Accuracy Versus Precision
Statisticians make a distinction between accuracy and precision. "Precise" means sharply defined or measured. "Accurate" means truthful or correct. Data can be very precise, but inaccurate. It would be precise but inaccurate to say that a meter equals 29.3748 inches. It would actually be more accurate to say that a meter equals a little over one yard, although that may not sound as impressive.
For example, doctors often measure their patients' weight to help evaluate their health. But a weight value by itself is an inadequate indicator of health. It would be inaccurate to say that everybody who weighs less than 200 pounds is healthy and everybody who weighs more is unhealthy.

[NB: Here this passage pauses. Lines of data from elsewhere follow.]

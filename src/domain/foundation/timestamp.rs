//! Timestamp value object for immutable points in time.

use chrono::{DateTime, Duration, TimeZone, Utc};
use serde::{Deserialize, Serialize};

use super::ValidationError;

/// Immutable point in time, always UTC.
#[derive(Debug, Clone, Copy, PartialEq, Eq, PartialOrd, Ord, Hash, Serialize, Deserialize)]
#[serde(transparent)]
pub struct Timestamp(DateTime<Utc>);

impl Timestamp {
    /// Creates a timestamp for the current moment.
    pub fn now() -> Self {
        Self(Utc::now())
    }

    /// Creates a timestamp from a DateTime<Utc>.
    pub fn from_datetime(dt: DateTime<Utc>) -> Self {
        Self(dt)
    }

    /// Returns the inner DateTime.
    pub fn as_datetime(&self) -> &DateTime<Utc> {
        &self.0
    }

    /// Parses an RFC 3339 timestamp such as `2024-01-15T10:30:00.123Z`.
    pub fn parse_rfc3339(field: &str, value: &str) -> Result<Self, ValidationError> {
        DateTime::parse_from_rfc3339(value)
            .map(|dt| Self(dt.with_timezone(&Utc)))
            .map_err(|e| ValidationError::invalid_format(field, e.to_string()))
    }

    /// Creates a timestamp from milliseconds since the Unix epoch.
    pub fn from_unix_millis(field: &str, millis: i64) -> Result<Self, ValidationError> {
        Utc.timestamp_millis_opt(millis)
            .single()
            .map(Self)
            .ok_or_else(|| ValidationError::invalid_format(field, "millis out of range"))
    }

    /// Checks if this timestamp is before another.
    pub fn is_before(&self, other: &Timestamp) -> bool {
        self.0 < other.0
    }

    /// Checks if this timestamp is after another.
    pub fn is_after(&self, other: &Timestamp) -> bool {
        self.0 > other.0
    }

    /// Returns the duration from another timestamp to this one.
    ///
    /// Returns negative duration if other is after self.
    pub fn duration_since(&self, other: &Timestamp) -> Duration {
        self.0.signed_duration_since(other.0)
    }

    /// Creates a new timestamp by adding the specified number of days.
    ///
    /// Negative values subtract days.
    pub fn add_days(&self, days: i64) -> Self {
        Self(self.0 + Duration::days(days))
    }

    /// Creates a new timestamp by subtracting the specified number of days.
    pub fn minus_days(&self, days: i64) -> Self {
        Self(self.0 - Duration::days(days))
    }

    /// Creates a new timestamp by adding the specified number of seconds.
    pub fn plus_secs(&self, secs: u64) -> Self {
        Self(self.0 + Duration::seconds(secs as i64))
    }

    /// Creates a new timestamp by subtracting the specified number of seconds.
    pub fn minus_secs(&self, secs: u64) -> Self {
        Self(self.0 - Duration::seconds(secs as i64))
    }
}

impl Default for Timestamp {
    fn default() -> Self {
        Self::now()
    }
}

impl std::fmt::Display for Timestamp {
    fn fmt(&self, f: &mut std::fmt::Formatter<'_>) -> std::fmt::Result {
        write!(f, "{}", self.0.to_rfc3339())
    }
}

People with different heights and builds have different optimal weights, so medical professionals must use weight-height tables or body-mass indices to interpret the health implications of a particular person's weight.

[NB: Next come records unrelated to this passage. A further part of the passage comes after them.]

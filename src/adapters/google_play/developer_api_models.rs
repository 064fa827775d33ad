//! Response models for `purchases.subscriptionsv2.get`.
//!
//! https://developers.google.com/android-publisher/api-ref/rest/v3/purchases.subscriptionsv2#SubscriptionPurchaseV2

use serde::Deserialize;

use crate::domain::billing::{FetchError, ProviderSubscriptionSnapshot, ProviderSubscriptionState};
use crate::domain::foundation::Timestamp;

#[derive(Debug, Deserialize)]
#[serde(rename_all = "camelCase")]
pub(crate) struct SubscriptionPurchaseV2 {
    /// Items in the same purchase are all auto-renewing or all prepaid.
    #[serde(default)]
    pub(crate) line_items: Vec<SubscriptionPurchaseLineItem>,
    pub(crate) subscription_state: SubscriptionState,
    pub(crate) latest_order_id: Option<String>,

    /// Token of the subscription this one replaced (upgrade, re-signup).
    pub(crate) linked_purchase_token: Option<String>,
}

#[derive(Debug, Clone, PartialEq, Eq, Deserialize)]
#[serde(rename_all = "SCREAMING_SNAKE_CASE")]
pub(crate) enum SubscriptionState {
    SubscriptionStateUnspecified,
    SubscriptionStatePending,
    SubscriptionStateActive,
    SubscriptionStatePaused,
    SubscriptionStateInGracePeriod,
    SubscriptionStateOnHold,
    SubscriptionStateCanceled,
    SubscriptionStateExpired,
    SubscriptionStatePendingPurchaseCanceled,
    #[serde(untagged)]
    Unknown(String),
}

impl SubscriptionState {
    fn raw(&self) -> String {
        match self {
            SubscriptionState::SubscriptionStateUnspecified => "SUBSCRIPTION_STATE_UNSPECIFIED",
            SubscriptionState::SubscriptionStatePending => "SUBSCRIPTION_STATE_PENDING",
            SubscriptionState::SubscriptionStateActive => "SUBSCRIPTION_STATE_ACTIVE",
            SubscriptionState::SubscriptionStatePaused => "SUBSCRIPTION_STATE_PAUSED",
            SubscriptionState::SubscriptionStateInGracePeriod => {
                "SUBSCRIPTION_STATE_IN_GRACE_PERIOD"
            }
            SubscriptionState::SubscriptionStateOnHold => "SUBSCRIPTION_STATE_ON_HOLD",
            SubscriptionState::SubscriptionStateCanceled => "SUBSCRIPTION_STATE_CANCELED",
            SubscriptionState::SubscriptionStateExpired => "SUBSCRIPTION_STATE_EXPIRED",
            SubscriptionState::SubscriptionStatePendingPurchaseCanceled => {
                "SUBSCRIPTION_STATE_PENDING_PURCHASE_CANCELED"
            }
            SubscriptionState::Unknown(other) => other.as_str(),
        }
        .to_string()
    }
}

impl From<&SubscriptionState> for ProviderSubscriptionState {
    fn from(value: &SubscriptionState) -> Self {
        match value {
            SubscriptionState::SubscriptionStatePending => ProviderSubscriptionState::Pending,
            SubscriptionState::SubscriptionStateActive => ProviderSubscriptionState::Active,
            SubscriptionState::SubscriptionStatePaused => ProviderSubscriptionState::Paused,
            SubscriptionState::SubscriptionStateInGracePeriod => {
                ProviderSubscriptionState::InGracePeriod
            }
            SubscriptionState::SubscriptionStateOnHold => ProviderSubscriptionState::OnHold,
            SubscriptionState::SubscriptionStateCanceled => ProviderSubscriptionState::Canceled,
            SubscriptionState::SubscriptionStateExpired => ProviderSubscriptionState::Expired,
            SubscriptionState::SubscriptionStatePendingPurchaseCanceled => {
                ProviderSubscriptionState::PendingPurchaseCanceled
            }
            SubscriptionState::SubscriptionStateUnspecified | SubscriptionState::Unknown(_) => {
                ProviderSubscriptionState::Unknown
            }
        }
    }
}

#[derive(Debug, Deserialize)]
#[serde(rename_all = "camelCase")]
pub(crate) struct SubscriptionPurchaseLineItem {
    #[serde(default)]
    pub(crate) product_id: Option<String>,

    /// RFC 3339 "Zulu" timestamp.
    pub(crate) expiry_time: Option<String>,
    pub(crate) auto_renewing_plan: Option<AutoRenewingPlan>,
}

#[derive(Debug, Deserialize)]
#[serde(rename_all = "camelCase")]
pub(crate) struct AutoRenewingPlan {
    #[serde(default)]
    pub(crate) auto_renew_enabled: bool,
}

impl SubscriptionPurchaseV2 {
    /// Converts the response into a snapshot.
    ///
    /// Expiry is the latest `expiryTime` across line items; auto-renewal is
    /// on if any auto-renewing item has it enabled.
    pub(crate) fn into_snapshot(self) -> Result<ProviderSubscriptionSnapshot, FetchError> {
        let mut expiry: Option<Timestamp> = None;
        for item in &self.line_items {
            if let Some(raw) = item.expiry_time.as_deref() {
                let at = Timestamp::parse_rfc3339("expiryTime", raw)
                    .map_err(|e| FetchError::Malformed(e.to_string()))?;
                expiry = Some(expiry.map_or(at, |current| current.max(at)));
            }
        }
        let expiry_time =
            expiry.ok_or_else(|| FetchError::Malformed("no line item carries expiryTime".into()))?;

        let auto_renewing = self.line_items.iter().any(|item| {
            item.auto_renewing_plan
                .as_ref()
                .is_some_and(|plan| plan.auto_renew_enabled)
        });

        Ok(ProviderSubscriptionSnapshot {
            expiry_time,
            auto_renewing,
            latest_order_id: self.latest_order_id.filter(|id| !id.is_empty()),
            state: ProviderSubscriptionState::from(&self.subscription_state),
            raw_status: self.subscription_state.raw(),
            linked_purchase_token: self.linked_purchase_token.filter(|t| !t.is_empty()),
        })
    }
}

A standard medical scale can measure a person's weight within about 1 pound of accuracy. A more expensive scale provides greater precision. However, there's little point in purchasing a super-precise scale simply to track body weight. Knowing that you weigh exactly 168.35 pounds rather than about 170 pounds does little to improve assessment of your health. Weight is relatively easy to measure and understand, but focusing too much attention on weight may distract doctors and patients from considering the other health factors that are equally important but more difficult to measure, such as whether you eat a balanced diet, get sufficient exercise or have adequate safety features in your home.